Thank you for following up, here’s my take that has proven unpopular at times:

…We simply gave up the idea of a distributed cache altogether. To me and the several teams I’ve been a part of that needed this (or more accurately: believed they needed it) it turned out to be simply wasteful; we viewed it as replacing one DB with another so we just opted for per-node caches. Solutions varied, between naked ETS, to cachex, to ane, and even to our own Agents / GenServers holding on to specific data states.

Interestingly enough, this almost did not change our stats of cache hits / cache misses. It did at places but there we opted for pre-warming caches on each node (based on statistics about which keys were hit the most) and then we practically could not find difference in the hit / miss ratios pre-Redis and post-Redis.

So if you were to ask me if I was your consultant, 99% of the time I’d tell you “You don’t need a distributed cache, use in-process per-node caches”.

Disclaimer: I worked on projects with substantial traffic but not on the scale of, say, Amazon or Walmart.

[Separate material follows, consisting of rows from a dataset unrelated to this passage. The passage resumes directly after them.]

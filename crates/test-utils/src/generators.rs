//! Sample grid generators for tests.
//!
//! These generators create predictable, verifiable grids so assertions can
//! compute the expected sample at any cell.

use raster_common::SampleGrid;

/// Creates a test grid with predictable values.
///
/// Each cell value is calculated as: `col * 1000 + row`
///
/// # Example
///
/// ```
/// use test_utils::create_test_grid;
///
/// let grid = create_test_grid(10, 5);
/// assert_eq!(grid.get(0, 0), Some(0.0));
/// assert_eq!(grid.get(0, 1), Some(1000.0)); // row=0, col=1
/// assert_eq!(grid.get(1, 0), Some(1.0));    // row=1, col=0
/// ```
pub fn create_test_grid(width: usize, height: usize) -> SampleGrid {
    let mut data = Vec::with_capacity(width * height);
    for row in 0..height {
        for col in 0..width {
            data.push((col * 1000 + row) as f64);
        }
    }
    grid(data, width, height)
}

/// Creates an elevation-like ramp from `-5000` m (left) to `5000` m (right).
pub fn create_elevation_grid(width: usize, height: usize) -> SampleGrid {
    let mut data = Vec::with_capacity(width * height);
    for _row in 0..height {
        for col in 0..width {
            let t = col as f64 / (width.max(2) - 1) as f64;
            data.push((-5000.0 + t * 10000.0).round());
        }
    }
    grid(data, width, height)
}

/// Creates a grid filled with a single value.
pub fn create_constant_grid(width: usize, height: usize, value: f64) -> SampleGrid {
    grid(vec![value; width * height], width, height)
}

/// Creates a test grid where every `interval`-th cell holds `no_data`.
pub fn create_grid_with_no_data(
    width: usize,
    height: usize,
    no_data: f64,
    interval: usize,
) -> SampleGrid {
    let data = (0..width * height)
        .map(|i| {
            if interval > 0 && i % interval == 0 {
                no_data
            } else {
                (i % 100) as f64
            }
        })
        .collect();
    grid(data, width, height)
}

fn grid(data: Vec<f64>, width: usize, height: usize) -> SampleGrid {
    SampleGrid::from_vec(data, width, height).expect("generator produced a rectangular grid")
}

At those scales there the actual single-source-of-truth caches probably make sense. But I found that for everything below that they don’t.

keatz55 · November 12, 2024, 6:06pm

@dimitarvp Thanks for the context. Agreed, definitely not needed in most cases. However, there still are cases that do warrant. I’ve used riak core to replace redis-specific functionality in elixir nodes in the past. It worked great, however, rolling deploys are slow/brittle. Really just trying to have an open discussion if anyone else has done this and what their setups looks like.

cevado · November 12, 2024, 6:15pm

my go to solution for in memory key value store is nebulex, being it a multi-node solution you’d be required to cluster your nodes.
if you use redis for pubsub, i’d rather use phoenix pubsub with pg for example.

but it’s good to keep in mind that “caching” is a broad umbrella term that can mean a lot of things depending on context and solution that you want.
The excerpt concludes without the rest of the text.